Principal recognized for students taking part in remembrance-based activities
Thanks to a very dedicated principal and teaching staff, students at the Longue Sault Public School (LSPS), in Ontario, have had the opportunity to learn at a deeper level what it means to serve one’s country, as well as what it means to remember.
“Without reluctance, the work we have done at LSPS has truly been the most meaningful work I have been involved with in my career as an educator,” said Kieran Kennedy, principal of Longue Sault Public School.
“I believe that when you synergize all of the opportunities which have transpired over the course of four years, many of the students at LSPS will always look at the concepts of Remembrance, Service and Sacrifice with a lens that would make our Veterans happy given everything they have done for Canada.”
Prime Minister Justin Trudeau recently sent the school a letter commending the students on their work and their efforts.
“Youth are not only the leaders of tomorrow but also the leaders of today. The things they do today can have a tremendous impact on our world,” stated the Prime Minister in a letter to the school. “I hope the students of Longue Sault Public School continue to inspire others in their communities.”
Over the last four years, LSPS students have taken part in several different Remembrance-based activities. They have made visits too long term care facilities to interact with, and express gratitude, to Second World War veterans. They have had ongoing letters campaigns to active duty soldiers and veterans and visited the Poppy Memorial and Afghan War Memorial.
Some students in Grade 3 to 6 volunteered to take the time to learn about Canadian soldiers who died in Afghanistan. Also, the school made a two-year devotion to supporting Wounded Warriors of Canada through the sale of Mr. Freezies at lunchtime.
“These projects were launched when I became principal of LSPS four years ago, and through the tremendous support of SerVice, specifically Kerri Tadeu and retired Master Corporal Collin Fitzgerald, we have made these initiatives visible in the culture of the school and not just something that is done on Remembrance Day,” said Kennedy.
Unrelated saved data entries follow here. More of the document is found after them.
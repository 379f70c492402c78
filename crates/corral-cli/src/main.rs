mod commands;

use clap::{Parser, Subcommand};
use commands::{EXIT_DAEMON_UNREACHABLE, EXIT_FAILURE, UNREACHABLE_PREFIX};
use corral_daemon::config::SOCKET_ENV;
use corral_daemon::Client;
use std::path::PathBuf;
use std::process::ExitCode;

const DEFAULT_SOCKET: &str = "/var/run/corral.sock";

#[derive(Debug, Parser)]
#[command(name = "corral", version, about = "Run and manage corral containers")]
struct Cli {
    /// Path to the corrald socket (default: $CORRAL_SOCKET or /var/run/corral.sock).
    #[arg(long, global = true)]
    socket: Option<PathBuf>,

    /// Enable verbose (debug) logging output.
    #[arg(short, long, default_value_t = false, global = true)]
    verbose: bool,

    #[command(subcommand)]
    command: Commands,
}

#[derive(Debug, Subcommand)]
enum Commands {
    /// Start a command in a new container and print its id.
    Run {
        /// Assemble the rootfs from this image (`name[:tag]`).
        #[arg(long)]
        image: Option<String>,
        /// Stay connected and relay stdin/stdout to the container.
        #[arg(short, long, default_value_t = false)]
        attach: bool,
        /// Program to run.
        command: String,
        /// Arguments passed to the program.
        #[arg(trailing_var_arg = true, allow_hyphen_values = true)]
        args: Vec<String>,
    },
    /// List containers known to the daemon.
    #[command(alias = "ls")]
    List {
        /// Print JSON instead of a table.
        #[arg(long, default_value_t = false)]
        json: bool,
    },
    /// Stop a container (SIGTERM, then SIGKILL after the grace period).
    Stop {
        /// Container id.
        id: String,
    },
    /// Show a container's details as JSON.
    Inspect {
        /// Container id.
        id: String,
    },
    /// Remove a stopped container and its root filesystem.
    #[command(name = "rm")]
    Remove {
        /// Container id.
        id: String,
        /// Stop the container first if it is still running.
        #[arg(short, long, default_value_t = false)]
        force: bool,
    },
}

fn socket_path(flag: Option<PathBuf>) -> PathBuf {
    flag.or_else(|| std::env::var_os(SOCKET_ENV).map(PathBuf::from))
        .filter(|p| !p.as_os_str().is_empty())
        .unwrap_or_else(|| PathBuf::from(DEFAULT_SOCKET))
}

fn main() -> ExitCode {
    let cli = Cli::parse();

    let default_level = if cli.verbose { "debug" } else { "warn" };
    tracing_subscriber::fmt()
        .with_env_filter(
            tracing_subscriber::EnvFilter::try_from_env("CORRAL_LOG")
                .unwrap_or_else(|_| tracing_subscriber::EnvFilter::new(default_level)),
        )
        .with_target(false)
        .without_time()
        .with_writer(std::io::stderr)
        .init();

    let client = Client::new(socket_path(cli.socket));

    let result = match cli.command {
        Commands::Run {
            image,
            attach,
            command,
            args,
        } => commands::run::run(&client, &command, &args, image.as_deref(), attach),
        Commands::List { json } => commands::list::run(&client, json),
        Commands::Stop { id } => commands::stop::run(&client, &id),
        Commands::Inspect { id } => commands::inspect::run(&client, &id),
        Commands::Remove { id, force } => commands::remove::run(&client, &id, force),
    };

    match result {
        Ok(code) => ExitCode::from(code),
        Err(msg) => {
            eprintln!("error: {msg}");
            let code = if msg.starts_with(UNREACHABLE_PREFIX) {
                EXIT_DAEMON_UNREACHABLE
            } else {
                EXIT_FAILURE
            };
            ExitCode::from(code)
        }
    }
}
The Premier of Ontario also sent the school a letter commending the students and their teachers.
“I was very touched to learn of the poppies you created to place on the Highway of Heroes Mobile Memorial Globe in honour of the brave men and women we lost in Afghanistan. The poppies, immortalized in bronze, will now travel with the memorial across this great province and country,” stated Ontario Premier Doug Ford in a letter to the school.
“This is a wonderful way to remember those who made the ultimate sacrifice for our freedoms. Your offering will serve to teach other young Canadians about the human costs of war.”
Kennedy found a great deal of support with his teaching staff for these projects. Through the time devoted in class time to help with the different projects, and helping to create special lesson plans to support the activities, the school was able to show students the bigger picture.
“I believe that our students are now able to connect the dots on the freedoms and the liberties that we all enjoy,” said Kennedy adding, “and most importantly, that these very freedoms came at a great cost. Freedom is not free.”
The efforts made by both the students and teachers are greatly appreciated in the community.
“Mr. Kennedy and his staff are incredible leaders in the education system, always being exemplary role models in leading by example with an attitude of gratitude in everything they do in their school community. Mr. Kennedy’s students are so kind, caring, respectful, and motivated to do the right thing at any given moment, and that comes from the remarkable calibre of the character of Mr. Kennedy and his staff. Mr. Kennedy is a first class human being and a first-class educator,” said Kerri Tadeau of SerViCe and Sacrifice.